WHAT THIS TASK INVOLVES:
Emit an exact copy of the lines running from the start of the records to the line containing "use crate::domain::critique::CritiqueVerdict;", both included.

Stored items:

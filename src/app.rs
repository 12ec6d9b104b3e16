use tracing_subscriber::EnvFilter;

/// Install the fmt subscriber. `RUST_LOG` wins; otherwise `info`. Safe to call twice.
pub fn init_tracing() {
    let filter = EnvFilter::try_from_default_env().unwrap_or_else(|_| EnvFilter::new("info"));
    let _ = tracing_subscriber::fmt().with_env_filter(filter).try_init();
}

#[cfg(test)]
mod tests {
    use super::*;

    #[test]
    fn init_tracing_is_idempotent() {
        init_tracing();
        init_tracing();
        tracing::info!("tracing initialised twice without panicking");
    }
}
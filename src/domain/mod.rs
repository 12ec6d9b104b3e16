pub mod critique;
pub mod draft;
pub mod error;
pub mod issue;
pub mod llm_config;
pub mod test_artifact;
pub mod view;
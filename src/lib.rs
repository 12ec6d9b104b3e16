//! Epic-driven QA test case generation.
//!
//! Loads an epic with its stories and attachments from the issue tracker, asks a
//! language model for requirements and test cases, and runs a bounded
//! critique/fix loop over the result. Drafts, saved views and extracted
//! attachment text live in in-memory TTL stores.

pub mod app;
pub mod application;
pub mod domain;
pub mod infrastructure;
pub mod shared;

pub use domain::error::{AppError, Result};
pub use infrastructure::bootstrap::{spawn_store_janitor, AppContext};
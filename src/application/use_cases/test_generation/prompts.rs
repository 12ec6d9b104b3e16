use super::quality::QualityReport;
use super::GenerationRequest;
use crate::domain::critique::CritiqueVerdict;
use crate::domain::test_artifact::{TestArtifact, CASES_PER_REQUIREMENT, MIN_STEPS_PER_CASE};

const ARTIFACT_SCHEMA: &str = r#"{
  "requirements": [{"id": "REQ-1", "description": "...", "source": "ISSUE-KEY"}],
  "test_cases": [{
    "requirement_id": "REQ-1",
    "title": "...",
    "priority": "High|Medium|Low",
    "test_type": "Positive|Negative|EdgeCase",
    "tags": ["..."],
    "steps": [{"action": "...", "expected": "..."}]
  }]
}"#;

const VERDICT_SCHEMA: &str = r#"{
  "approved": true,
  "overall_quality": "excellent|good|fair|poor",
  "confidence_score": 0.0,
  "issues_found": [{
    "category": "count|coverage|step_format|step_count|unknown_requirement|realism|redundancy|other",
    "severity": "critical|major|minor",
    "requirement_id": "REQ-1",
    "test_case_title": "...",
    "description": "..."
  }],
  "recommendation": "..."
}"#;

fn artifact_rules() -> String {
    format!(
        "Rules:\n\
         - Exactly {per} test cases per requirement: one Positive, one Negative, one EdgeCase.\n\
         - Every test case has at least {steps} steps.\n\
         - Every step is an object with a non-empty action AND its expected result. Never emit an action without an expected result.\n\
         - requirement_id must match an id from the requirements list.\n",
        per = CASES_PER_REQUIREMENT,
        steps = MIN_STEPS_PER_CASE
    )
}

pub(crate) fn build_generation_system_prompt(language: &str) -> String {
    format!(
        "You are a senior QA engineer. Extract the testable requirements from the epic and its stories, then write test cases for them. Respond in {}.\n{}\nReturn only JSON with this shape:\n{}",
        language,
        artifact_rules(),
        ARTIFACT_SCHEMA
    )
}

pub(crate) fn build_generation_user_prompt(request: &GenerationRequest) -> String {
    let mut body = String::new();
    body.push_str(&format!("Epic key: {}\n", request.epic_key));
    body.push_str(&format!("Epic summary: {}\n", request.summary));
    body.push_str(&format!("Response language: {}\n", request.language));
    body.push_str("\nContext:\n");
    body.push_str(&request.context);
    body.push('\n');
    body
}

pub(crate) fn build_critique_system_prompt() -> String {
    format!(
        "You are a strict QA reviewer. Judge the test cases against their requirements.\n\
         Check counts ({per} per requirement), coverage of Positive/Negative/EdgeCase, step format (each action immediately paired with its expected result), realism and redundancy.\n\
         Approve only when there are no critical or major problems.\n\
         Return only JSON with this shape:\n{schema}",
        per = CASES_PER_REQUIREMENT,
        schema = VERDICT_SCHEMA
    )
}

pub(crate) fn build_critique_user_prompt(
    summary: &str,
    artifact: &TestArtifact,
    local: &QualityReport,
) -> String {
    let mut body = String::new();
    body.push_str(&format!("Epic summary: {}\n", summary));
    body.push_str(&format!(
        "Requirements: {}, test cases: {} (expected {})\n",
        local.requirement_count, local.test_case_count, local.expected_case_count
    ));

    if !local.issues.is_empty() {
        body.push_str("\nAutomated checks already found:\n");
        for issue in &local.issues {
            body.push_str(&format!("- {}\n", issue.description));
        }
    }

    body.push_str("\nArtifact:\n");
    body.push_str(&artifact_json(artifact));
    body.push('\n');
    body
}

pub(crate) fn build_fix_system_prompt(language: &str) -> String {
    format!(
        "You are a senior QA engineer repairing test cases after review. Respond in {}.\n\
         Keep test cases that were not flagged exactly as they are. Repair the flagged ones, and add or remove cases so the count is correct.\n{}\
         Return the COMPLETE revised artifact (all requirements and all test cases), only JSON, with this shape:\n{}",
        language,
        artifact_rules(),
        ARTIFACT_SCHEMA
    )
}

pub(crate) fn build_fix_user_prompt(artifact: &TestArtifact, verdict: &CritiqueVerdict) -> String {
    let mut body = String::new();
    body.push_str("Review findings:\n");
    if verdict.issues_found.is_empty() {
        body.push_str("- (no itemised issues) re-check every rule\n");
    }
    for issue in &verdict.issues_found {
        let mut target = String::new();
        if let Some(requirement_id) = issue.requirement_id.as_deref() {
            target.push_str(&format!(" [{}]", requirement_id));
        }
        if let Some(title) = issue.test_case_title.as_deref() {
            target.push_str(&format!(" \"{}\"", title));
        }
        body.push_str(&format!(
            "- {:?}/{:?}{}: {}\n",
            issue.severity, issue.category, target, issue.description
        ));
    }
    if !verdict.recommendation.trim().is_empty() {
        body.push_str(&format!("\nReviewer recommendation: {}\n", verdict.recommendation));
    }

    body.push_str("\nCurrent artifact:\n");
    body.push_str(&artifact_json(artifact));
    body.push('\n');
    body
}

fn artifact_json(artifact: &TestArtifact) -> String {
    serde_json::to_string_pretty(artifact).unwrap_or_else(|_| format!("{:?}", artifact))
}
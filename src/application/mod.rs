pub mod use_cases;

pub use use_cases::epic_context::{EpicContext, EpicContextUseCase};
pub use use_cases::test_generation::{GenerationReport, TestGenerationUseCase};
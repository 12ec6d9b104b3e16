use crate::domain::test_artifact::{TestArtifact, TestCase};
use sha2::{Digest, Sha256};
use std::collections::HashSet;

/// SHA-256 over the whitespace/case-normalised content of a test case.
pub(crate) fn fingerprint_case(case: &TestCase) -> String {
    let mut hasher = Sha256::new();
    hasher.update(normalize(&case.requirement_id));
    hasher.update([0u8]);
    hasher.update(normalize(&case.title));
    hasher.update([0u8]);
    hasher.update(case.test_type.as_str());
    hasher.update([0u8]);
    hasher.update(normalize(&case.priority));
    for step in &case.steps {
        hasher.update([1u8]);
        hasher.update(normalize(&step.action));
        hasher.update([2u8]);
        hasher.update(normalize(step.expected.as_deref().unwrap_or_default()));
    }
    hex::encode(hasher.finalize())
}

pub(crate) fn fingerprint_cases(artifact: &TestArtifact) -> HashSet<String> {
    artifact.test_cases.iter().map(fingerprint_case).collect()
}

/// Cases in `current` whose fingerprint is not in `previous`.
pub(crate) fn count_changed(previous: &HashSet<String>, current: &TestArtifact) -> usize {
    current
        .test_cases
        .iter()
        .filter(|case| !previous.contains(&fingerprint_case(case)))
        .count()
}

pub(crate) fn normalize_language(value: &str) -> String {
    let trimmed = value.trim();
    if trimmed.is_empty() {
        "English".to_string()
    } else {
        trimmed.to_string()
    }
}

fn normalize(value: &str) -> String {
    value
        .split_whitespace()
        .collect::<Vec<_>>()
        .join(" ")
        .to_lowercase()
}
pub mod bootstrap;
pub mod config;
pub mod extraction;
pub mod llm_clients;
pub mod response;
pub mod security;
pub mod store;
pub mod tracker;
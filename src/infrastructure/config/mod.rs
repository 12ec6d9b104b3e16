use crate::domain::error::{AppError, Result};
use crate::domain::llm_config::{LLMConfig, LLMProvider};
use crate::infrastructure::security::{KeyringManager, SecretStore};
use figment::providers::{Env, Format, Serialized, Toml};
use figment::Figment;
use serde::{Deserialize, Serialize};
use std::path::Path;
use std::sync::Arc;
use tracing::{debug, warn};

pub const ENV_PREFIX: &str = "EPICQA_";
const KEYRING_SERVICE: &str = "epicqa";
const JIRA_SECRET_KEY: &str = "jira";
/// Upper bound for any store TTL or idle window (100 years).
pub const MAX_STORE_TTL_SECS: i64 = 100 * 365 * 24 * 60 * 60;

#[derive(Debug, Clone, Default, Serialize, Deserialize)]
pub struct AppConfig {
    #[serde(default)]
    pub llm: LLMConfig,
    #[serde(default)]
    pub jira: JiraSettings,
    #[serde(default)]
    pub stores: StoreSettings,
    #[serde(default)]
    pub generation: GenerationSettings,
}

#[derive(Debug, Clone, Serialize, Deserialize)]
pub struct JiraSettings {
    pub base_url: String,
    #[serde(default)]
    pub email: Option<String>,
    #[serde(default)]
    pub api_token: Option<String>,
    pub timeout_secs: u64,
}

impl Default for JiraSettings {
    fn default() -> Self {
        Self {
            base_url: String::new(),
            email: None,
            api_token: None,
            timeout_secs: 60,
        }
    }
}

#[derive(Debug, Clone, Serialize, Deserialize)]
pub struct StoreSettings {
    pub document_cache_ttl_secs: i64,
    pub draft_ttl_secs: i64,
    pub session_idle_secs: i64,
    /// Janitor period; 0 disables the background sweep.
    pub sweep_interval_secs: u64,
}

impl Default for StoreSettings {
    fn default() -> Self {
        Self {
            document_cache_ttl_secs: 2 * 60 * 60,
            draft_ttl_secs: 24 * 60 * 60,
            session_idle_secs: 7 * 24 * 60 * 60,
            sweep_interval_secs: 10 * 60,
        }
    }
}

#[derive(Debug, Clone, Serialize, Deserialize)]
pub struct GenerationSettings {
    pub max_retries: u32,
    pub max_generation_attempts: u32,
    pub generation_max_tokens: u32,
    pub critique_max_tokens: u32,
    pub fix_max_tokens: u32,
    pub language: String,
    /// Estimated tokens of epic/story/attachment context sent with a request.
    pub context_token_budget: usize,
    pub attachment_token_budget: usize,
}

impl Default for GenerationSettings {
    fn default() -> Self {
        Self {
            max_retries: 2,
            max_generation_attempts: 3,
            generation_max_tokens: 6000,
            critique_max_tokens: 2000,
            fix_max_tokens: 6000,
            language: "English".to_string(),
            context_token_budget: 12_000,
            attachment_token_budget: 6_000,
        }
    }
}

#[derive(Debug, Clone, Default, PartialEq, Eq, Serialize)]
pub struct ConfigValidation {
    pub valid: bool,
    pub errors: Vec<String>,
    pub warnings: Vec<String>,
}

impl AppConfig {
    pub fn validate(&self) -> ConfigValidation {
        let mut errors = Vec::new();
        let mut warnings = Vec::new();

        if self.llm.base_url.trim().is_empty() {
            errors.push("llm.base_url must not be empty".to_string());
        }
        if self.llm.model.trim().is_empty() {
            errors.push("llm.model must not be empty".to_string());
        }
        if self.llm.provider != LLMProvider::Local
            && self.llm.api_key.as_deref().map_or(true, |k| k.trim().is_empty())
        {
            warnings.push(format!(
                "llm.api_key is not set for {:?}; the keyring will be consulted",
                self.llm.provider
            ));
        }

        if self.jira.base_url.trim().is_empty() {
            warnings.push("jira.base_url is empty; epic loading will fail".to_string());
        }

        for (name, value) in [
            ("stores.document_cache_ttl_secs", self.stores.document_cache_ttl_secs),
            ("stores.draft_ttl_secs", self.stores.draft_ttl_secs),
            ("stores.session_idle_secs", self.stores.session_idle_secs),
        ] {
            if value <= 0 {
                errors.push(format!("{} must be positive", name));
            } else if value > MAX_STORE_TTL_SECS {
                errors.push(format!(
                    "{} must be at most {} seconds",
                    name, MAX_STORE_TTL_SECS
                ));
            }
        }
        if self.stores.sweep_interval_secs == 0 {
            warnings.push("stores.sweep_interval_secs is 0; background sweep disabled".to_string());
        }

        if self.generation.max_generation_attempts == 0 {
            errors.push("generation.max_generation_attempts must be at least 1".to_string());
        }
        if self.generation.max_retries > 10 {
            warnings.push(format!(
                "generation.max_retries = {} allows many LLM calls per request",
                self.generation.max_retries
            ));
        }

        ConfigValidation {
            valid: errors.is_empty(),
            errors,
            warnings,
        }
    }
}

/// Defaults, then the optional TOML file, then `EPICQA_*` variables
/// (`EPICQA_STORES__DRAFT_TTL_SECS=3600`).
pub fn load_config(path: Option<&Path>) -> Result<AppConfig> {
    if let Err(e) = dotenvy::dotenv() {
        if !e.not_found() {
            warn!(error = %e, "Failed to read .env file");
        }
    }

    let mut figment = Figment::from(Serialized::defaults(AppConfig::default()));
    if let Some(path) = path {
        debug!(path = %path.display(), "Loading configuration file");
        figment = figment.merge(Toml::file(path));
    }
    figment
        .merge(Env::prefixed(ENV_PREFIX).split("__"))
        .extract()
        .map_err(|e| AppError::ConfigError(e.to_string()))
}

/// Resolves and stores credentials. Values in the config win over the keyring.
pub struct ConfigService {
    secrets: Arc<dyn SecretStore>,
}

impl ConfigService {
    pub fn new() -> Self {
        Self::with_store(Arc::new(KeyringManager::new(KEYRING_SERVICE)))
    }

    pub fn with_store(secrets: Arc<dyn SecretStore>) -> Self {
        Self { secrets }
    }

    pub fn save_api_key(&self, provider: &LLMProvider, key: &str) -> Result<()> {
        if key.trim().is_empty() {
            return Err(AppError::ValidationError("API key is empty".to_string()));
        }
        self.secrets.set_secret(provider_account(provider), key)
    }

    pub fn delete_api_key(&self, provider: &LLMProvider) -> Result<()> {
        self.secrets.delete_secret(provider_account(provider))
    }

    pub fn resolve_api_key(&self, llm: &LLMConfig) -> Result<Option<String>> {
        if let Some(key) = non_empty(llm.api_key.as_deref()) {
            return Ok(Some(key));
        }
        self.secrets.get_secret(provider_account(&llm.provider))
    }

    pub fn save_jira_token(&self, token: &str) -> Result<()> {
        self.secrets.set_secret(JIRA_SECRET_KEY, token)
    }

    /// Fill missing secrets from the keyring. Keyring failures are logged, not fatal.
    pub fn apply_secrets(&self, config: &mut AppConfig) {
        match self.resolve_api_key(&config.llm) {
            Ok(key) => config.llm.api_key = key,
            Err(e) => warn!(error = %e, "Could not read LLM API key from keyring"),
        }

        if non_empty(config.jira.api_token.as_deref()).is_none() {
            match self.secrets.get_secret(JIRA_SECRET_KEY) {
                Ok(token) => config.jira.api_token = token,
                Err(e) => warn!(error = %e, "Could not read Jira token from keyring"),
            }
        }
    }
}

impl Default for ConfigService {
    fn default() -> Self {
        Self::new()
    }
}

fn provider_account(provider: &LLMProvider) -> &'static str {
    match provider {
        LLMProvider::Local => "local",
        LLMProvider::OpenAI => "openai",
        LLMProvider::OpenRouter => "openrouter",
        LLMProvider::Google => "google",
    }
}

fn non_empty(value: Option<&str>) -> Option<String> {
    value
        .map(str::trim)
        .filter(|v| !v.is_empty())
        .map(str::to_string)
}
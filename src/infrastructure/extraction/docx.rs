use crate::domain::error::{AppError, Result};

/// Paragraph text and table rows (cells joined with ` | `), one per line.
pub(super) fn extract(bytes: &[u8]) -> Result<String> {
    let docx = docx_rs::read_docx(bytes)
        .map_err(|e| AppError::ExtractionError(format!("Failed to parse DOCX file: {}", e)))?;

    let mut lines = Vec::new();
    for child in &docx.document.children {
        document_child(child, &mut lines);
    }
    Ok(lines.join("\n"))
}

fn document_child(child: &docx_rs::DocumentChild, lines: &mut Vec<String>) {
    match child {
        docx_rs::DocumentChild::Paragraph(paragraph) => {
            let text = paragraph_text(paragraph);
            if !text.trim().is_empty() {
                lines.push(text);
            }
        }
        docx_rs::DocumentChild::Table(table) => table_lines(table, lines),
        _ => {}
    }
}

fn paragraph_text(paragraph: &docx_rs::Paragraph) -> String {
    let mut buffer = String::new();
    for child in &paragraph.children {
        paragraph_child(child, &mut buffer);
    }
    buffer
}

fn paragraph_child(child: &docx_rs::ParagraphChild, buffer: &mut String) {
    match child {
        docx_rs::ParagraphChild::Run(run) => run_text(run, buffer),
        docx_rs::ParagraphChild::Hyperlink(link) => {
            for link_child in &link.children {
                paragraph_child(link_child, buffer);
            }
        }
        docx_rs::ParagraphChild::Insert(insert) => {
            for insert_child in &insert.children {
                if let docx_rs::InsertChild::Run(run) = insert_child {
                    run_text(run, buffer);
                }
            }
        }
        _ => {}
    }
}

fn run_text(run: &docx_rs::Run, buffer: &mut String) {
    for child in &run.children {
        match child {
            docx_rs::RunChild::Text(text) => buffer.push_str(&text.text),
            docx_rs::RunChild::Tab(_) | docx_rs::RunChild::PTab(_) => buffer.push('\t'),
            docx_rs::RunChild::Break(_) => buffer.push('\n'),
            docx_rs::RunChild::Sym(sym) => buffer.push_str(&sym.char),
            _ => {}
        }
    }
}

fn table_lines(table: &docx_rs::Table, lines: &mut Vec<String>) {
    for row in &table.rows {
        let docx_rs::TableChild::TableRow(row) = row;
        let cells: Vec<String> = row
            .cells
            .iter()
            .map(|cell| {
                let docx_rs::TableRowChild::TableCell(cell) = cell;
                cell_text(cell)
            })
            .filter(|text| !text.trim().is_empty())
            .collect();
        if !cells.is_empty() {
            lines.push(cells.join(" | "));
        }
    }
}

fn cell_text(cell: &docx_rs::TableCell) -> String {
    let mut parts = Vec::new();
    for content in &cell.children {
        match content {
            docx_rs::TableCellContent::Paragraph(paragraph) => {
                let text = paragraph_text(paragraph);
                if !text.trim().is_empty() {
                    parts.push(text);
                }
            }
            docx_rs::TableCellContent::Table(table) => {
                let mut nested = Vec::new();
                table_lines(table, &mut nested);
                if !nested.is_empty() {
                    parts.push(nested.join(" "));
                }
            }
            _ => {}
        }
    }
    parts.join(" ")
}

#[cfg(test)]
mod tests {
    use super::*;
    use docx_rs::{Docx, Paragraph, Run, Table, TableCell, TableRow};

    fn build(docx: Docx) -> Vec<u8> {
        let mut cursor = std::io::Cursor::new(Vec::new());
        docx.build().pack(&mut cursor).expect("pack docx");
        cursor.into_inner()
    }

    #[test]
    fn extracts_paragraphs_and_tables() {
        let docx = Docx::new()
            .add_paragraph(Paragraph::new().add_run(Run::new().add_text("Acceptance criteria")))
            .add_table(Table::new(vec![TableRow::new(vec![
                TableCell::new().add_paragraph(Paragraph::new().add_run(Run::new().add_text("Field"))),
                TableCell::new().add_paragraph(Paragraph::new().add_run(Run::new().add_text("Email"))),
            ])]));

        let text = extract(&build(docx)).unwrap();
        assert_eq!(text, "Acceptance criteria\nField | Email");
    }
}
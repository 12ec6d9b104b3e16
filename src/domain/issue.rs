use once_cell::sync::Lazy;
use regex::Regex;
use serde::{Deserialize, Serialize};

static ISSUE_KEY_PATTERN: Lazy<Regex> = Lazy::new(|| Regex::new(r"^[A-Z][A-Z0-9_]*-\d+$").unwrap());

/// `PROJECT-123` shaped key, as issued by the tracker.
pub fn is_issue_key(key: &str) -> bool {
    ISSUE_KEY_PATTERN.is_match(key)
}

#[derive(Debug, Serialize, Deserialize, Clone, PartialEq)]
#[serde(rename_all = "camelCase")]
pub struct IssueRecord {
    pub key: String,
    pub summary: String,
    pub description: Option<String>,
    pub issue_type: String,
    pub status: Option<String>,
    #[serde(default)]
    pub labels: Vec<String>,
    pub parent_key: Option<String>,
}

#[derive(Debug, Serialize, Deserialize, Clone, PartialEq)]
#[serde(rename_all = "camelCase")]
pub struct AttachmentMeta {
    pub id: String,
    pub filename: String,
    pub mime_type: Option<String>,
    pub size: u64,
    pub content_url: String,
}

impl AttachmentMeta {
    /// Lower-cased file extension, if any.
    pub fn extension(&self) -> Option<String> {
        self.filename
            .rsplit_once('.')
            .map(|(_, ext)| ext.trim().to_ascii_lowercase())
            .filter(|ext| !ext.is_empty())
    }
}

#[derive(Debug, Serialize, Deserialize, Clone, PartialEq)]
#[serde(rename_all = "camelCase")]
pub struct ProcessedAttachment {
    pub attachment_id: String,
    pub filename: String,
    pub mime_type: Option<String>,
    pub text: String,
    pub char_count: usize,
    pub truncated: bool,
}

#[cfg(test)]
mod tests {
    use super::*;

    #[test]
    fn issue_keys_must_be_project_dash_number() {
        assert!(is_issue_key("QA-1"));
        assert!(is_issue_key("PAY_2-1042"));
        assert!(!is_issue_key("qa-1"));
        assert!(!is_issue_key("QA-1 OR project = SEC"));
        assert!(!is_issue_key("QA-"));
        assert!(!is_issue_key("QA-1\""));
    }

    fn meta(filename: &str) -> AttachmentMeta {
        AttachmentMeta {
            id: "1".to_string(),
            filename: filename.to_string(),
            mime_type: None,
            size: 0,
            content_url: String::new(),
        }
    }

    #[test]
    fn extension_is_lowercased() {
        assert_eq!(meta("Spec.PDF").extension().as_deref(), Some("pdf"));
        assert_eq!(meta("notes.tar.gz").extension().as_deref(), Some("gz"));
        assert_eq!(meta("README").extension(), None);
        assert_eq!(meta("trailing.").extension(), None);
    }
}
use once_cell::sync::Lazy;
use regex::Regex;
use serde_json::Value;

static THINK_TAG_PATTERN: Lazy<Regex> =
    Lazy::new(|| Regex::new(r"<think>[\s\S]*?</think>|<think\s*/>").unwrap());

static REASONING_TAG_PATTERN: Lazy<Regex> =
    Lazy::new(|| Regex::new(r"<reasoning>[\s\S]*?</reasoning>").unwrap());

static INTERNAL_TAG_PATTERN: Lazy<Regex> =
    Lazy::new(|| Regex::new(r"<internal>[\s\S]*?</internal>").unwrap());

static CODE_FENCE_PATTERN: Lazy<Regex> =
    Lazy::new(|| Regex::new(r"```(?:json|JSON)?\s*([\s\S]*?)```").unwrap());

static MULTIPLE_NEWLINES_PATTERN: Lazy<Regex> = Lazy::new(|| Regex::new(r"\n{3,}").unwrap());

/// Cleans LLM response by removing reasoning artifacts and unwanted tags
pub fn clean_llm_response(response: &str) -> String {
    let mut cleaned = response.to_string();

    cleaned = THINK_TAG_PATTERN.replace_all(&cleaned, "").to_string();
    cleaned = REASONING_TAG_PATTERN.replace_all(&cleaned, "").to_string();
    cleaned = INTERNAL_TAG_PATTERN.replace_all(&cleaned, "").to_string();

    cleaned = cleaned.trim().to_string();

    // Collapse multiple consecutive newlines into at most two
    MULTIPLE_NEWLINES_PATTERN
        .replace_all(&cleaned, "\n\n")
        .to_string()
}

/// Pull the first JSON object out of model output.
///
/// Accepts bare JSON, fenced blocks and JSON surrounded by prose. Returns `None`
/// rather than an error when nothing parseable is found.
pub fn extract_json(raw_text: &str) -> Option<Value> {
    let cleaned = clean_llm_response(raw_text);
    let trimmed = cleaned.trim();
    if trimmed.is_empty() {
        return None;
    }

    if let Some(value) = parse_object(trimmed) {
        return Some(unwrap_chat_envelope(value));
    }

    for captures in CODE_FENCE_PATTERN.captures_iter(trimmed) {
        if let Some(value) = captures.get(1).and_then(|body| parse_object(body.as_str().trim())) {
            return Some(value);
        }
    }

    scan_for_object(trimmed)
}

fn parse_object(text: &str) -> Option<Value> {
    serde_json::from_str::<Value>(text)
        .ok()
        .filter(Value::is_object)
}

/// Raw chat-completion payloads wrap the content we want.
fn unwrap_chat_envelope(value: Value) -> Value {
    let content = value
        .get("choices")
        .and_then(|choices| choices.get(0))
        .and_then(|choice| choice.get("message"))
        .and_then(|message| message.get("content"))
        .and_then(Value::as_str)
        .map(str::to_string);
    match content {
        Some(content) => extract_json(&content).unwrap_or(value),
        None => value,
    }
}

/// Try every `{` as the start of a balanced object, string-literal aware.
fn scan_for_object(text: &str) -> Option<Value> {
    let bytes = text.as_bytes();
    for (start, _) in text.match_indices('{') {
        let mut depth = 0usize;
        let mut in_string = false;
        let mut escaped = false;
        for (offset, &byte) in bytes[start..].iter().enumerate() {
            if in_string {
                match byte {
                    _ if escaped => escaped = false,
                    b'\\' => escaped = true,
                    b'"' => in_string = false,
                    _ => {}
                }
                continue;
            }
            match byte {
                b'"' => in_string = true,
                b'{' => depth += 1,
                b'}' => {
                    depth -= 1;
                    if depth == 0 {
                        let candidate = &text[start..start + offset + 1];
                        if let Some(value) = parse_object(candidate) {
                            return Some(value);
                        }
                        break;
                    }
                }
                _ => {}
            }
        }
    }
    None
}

SOLUTION:
filename src/app.rs
repository 12ec6d9b104b3e16
use tracing_subscriber::EnvFilter;

/// Install the fmt subscriber. `RUST_LOG` wins; otherwise `info`. Safe to call twice.
pub fn init_tracing() {
    let filter = EnvFilter::try_from_default_env().unwrap_or_else(|_| EnvFilter::new("info"));
    let _ = tracing_subscriber::fmt().with_env_filter(filter).try_init();
}

#[cfg(test)]
mod tests {
    use super::*;

    #[test]
    fn init_tracing_is_idempotent() {
        init_tracing();
        init_tracing();
        tracing::info!("tracing initialised twice without panicking");
    }
}
filename src/domain/mod.rs
repository 12ec6d9b104b3e16
pub mod critique;
pub mod draft;
pub mod error;
pub mod issue;
pub mod llm_config;
pub mod test_artifact;
pub mod view;
filename src/lib.rs
repository 12ec6d9b104b3e16
//! Epic-driven QA test case generation.
//!
//! Loads an epic with its stories and attachments from the issue tracker, asks a
//! language model for requirements and test cases, and runs a bounded
//! critique/fix loop over the result. Drafts, saved views and extracted
//! attachment text live in in-memory TTL stores.

pub mod app;
pub mod application;
pub mod domain;
pub mod infrastructure;
pub mod shared;

pub use domain::error::{AppError, Result};
pub use infrastructure::bootstrap::{spawn_store_janitor, AppContext};
filename src/application/use_cases/test_generation/prompts.rs
repository 12ec6d9b104b3e16
use super::quality::QualityReport;
use super::GenerationRequest;
use crate::domain::critique::CritiqueVerdict;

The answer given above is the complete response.